TASK DESCRIPTION:
A single number is the whole answer: the count of lines in the records where "every" occurs.

PROVIDED RECORDS:
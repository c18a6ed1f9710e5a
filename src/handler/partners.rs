//! Doctor partnership applications
//!
//! `POST /partners/doctors/apply` validates a fixed schema, reporting every
//! failing field at once, and stores the accepted fields under
//! `partners/<year>/<MM>/<id>.json`. Fields outside the schema are dropped.

use chrono::{DateTime, SecondsFormat, Utc};
use http_body_util::Full;
use hyper::body::{Body, Bytes};
use hyper::{header, Request, Response, StatusCode};
use regex::Regex;
use serde::Serialize;
use serde_json::{json, Map, Value};
use std::sync::LazyLock;

use super::{read_body, BoxError};
use crate::config::AppState;
use crate::http;
use crate::storage::{ids, StorageError, SubmissionLayout, SubmissionRecord};

const NEXT_STEPS: [&str; 5] = [
    "Credential verification (1-2 days)",
    "Onboarding call scheduling",
    "KYC completion",
    "Slot synchronization",
    "Go live",
];

#[derive(Debug, Clone, Copy)]
enum Rule {
    Text { min: usize },
    OptionalText,
    TextList { min: usize },
    Number { min: f64, max: f64 },
    Phone,
    Email,
}

const SCHEMA: &[(&str, Rule)] = &[
    ("fullName", Rule::Text { min: 2 }),
    ("clinicName", Rule::Text { min: 2 }),
    ("specialties", Rule::TextList { min: 1 }),
    ("registrationNo", Rule::Text { min: 3 }),
    ("yearsExperience", Rule::Number { min: 0.0, max: 70.0 }),
    ("city", Rule::Text { min: 1 }),
    ("address", Rule::Text { min: 10 }),
    ("phone", Rule::Phone),
    ("email", Rule::Email),
    ("slotAvailability", Rule::Text { min: 10 }),
    ("panGst", Rule::OptionalText),
    ("clinicServices", Rule::TextList { min: 0 }),
    ("message", Rule::OptionalText),
];

#[derive(Debug, Clone, PartialEq, Eq, Serialize)]
pub struct FieldError {
    pub field: String,
    pub message: String,
}

pub async fn apply<B>(req: Request<B>, state: &AppState) -> Response<Full<Bytes>>
where
    B: Body<Data = Bytes> + Send,
    B::Error: Into<BoxError>,
{
    let user_agent = req
        .headers()
        .get(header::USER_AGENT)
        .and_then(|v| v.to_str().ok())
        .unwrap_or("unknown")
        .to_string();

    let body = match read_body(req.into_body(), state.config.http.max_body_size).await {
        Ok(body) => body,
        Err(resp) => return resp,
    };

    let submitted = match SubmissionRecord::from_slice(&body) {
        Ok(record) => record,
        Err(e) => {
            let error = FieldError {
                field: "body".to_string(),
                message: e.to_string(),
            };
            return validation_failed(&[error]);
        }
    };

    let accepted = match validate(submitted.fields()) {
        Ok(fields) => fields,
        Err(errors) => return validation_failed(&errors),
    };

    let received_at = Utc::now();
    let application_id = ids::doctor_application_id(received_at);
    match store_application(accepted, &application_id, &user_agent, state, received_at).await {
        Ok(record) => {
            tracing::info!(
                application_id = %application_id,
                name = record
                    .get("fullName")
                    .and_then(serde_json::Value::as_str)
                    .unwrap_or_default(),
                city = record
                    .get("city")
                    .and_then(serde_json::Value::as_str)
                    .unwrap_or_default(),
                "doctor application received"
            );
            http::json_response(
                StatusCode::CREATED,
                &json!({
                    "success": true,
                    "message": "Application received successfully",
                    "applicationId": application_id,
                    "nextSteps": NEXT_STEPS,
                }),
            )
        }
        Err(e) => {
            tracing::error!(application_id = %application_id, error = %e, "doctor application failed");
            http::json_response(
                e.status(),
                &json!({
                    "success": false,
                    "message": "Failed to process application. Please try again or contact support.",
                }),
            )
        }
    }
}

async fn store_application(
    accepted: Map<String, Value>,
    application_id: &str,
    user_agent: &str,
    state: &AppState,
    received_at: DateTime<Utc>,
) -> Result<SubmissionRecord, StorageError> {
    let mut record = SubmissionRecord::from_value(Value::Object(accepted))?;
    record.set("id", application_id);
    record.set(
        "timestamp",
        received_at.to_rfc3339_opts(SecondsFormat::Millis, true),
    );
    record.set("type", "doctor_partnership");
    record.set("status", "pending_review");
    record.set("source", "join-doctor-page");
    record.set("userAgent", user_agent);

    state
        .partners
        .persist(&record, SubmissionLayout::Partitioned, received_at)
        .await?;
    Ok(record)
}

fn validation_failed(errors: &[FieldError]) -> Response<Full<Bytes>> {
    tracing::warn!(failing_fields = errors.len(), "doctor application rejected");
    http::json_response(
        StatusCode::BAD_REQUEST,
        &json!({
            "success": false,
            "message": "Validation failed",
            "errors": errors,
        }),
    )
}

/// Check every schema field; on success return only the schema fields
pub fn validate(fields: &Map<String, Value>) -> Result<Map<String, Value>, Vec<FieldError>> {
    let mut accepted = Map::new();
    let mut errors = Vec::new();

    for (name, rule) in SCHEMA {
        match check(*rule, fields.get(*name)) {
            Ok(Some(value)) => {
                accepted.insert((*name).to_string(), value);
            }
            Ok(None) => {}
            Err(message) => errors.push(FieldError {
                field: (*name).to_string(),
                message,
            }),
        }
    }

    if errors.is_empty() {
        Ok(accepted)
    } else {
        Err(errors)
    }
}

fn check(rule: Rule, value: Option<&Value>) -> Result<Option<Value>, String> {
    let value = match (rule, value) {
        (Rule::OptionalText, None | Some(Value::Null)) => return Ok(None),
        (_, None | Some(Value::Null)) => return Err("Required".to_string()),
        (_, Some(v)) => v,
    };

    match rule {
        Rule::Text { min } => {
            let s = expect_str(value)?;
            if s.chars().count() < min {
                return Err(format!("Must contain at least {min} character(s)"));
            }
        }
        Rule::OptionalText => {
            expect_str(value)?;
        }
        Rule::TextList { min } => {
            let items = value.as_array().ok_or("Expected array")?;
            if !items.iter().all(Value::is_string) {
                return Err("Expected array of strings".to_string());
            }
            if items.len() < min {
                return Err(format!("Must contain at least {min} element(s)"));
            }
        }
        Rule::Number { min, max } => {
            let n = value.as_f64().ok_or("Expected number")?;
            if !(min..=max).contains(&n) {
                return Err(format!("Must be between {min} and {max}"));
            }
        }
        Rule::Phone => {
            if !is_indian_mobile(expect_str(value)?) {
                return Err("Invalid phone number".to_string());
            }
        }
        Rule::Email => {
            if !is_email(expect_str(value)?) {
                return Err("Invalid email".to_string());
            }
        }
    }
    Ok(Some(value.clone()))
}

fn expect_str(value: &Value) -> Result<&str, String> {
    value.as_str().ok_or_else(|| "Expected string".to_string())
}

/// Indian mobile number: ten ASCII digits starting with 6-9
static PHONE_RE: LazyLock<Regex> =
    LazyLock::new(|| Regex::new(r"^[6-9][0-9]{9}$").expect("valid phone pattern"));

/// Dot-separated local part that neither starts nor ends with a dot, then
/// hostname labels starting with an alphanumeric and a TLD of 2+ letters
static EMAIL_RE: LazyLock<Regex> = LazyLock::new(|| {
    Regex::new(
        r"(?i)^(?:[a-z0-9_'+\-]+\.)*[a-z0-9_'+\-]*[a-z0-9_+\-]@(?:[a-z0-9][a-z0-9\-]*\.)+[a-z]{2,}$",
    )
    .expect("valid email pattern")
});

fn is_indian_mobile(phone: &str) -> bool {
    PHONE_RE.is_match(phone)
}

fn is_email(email: &str) -> bool {
    EMAIL_RE.is_match(email)
}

EXPECTED ANSWER:
2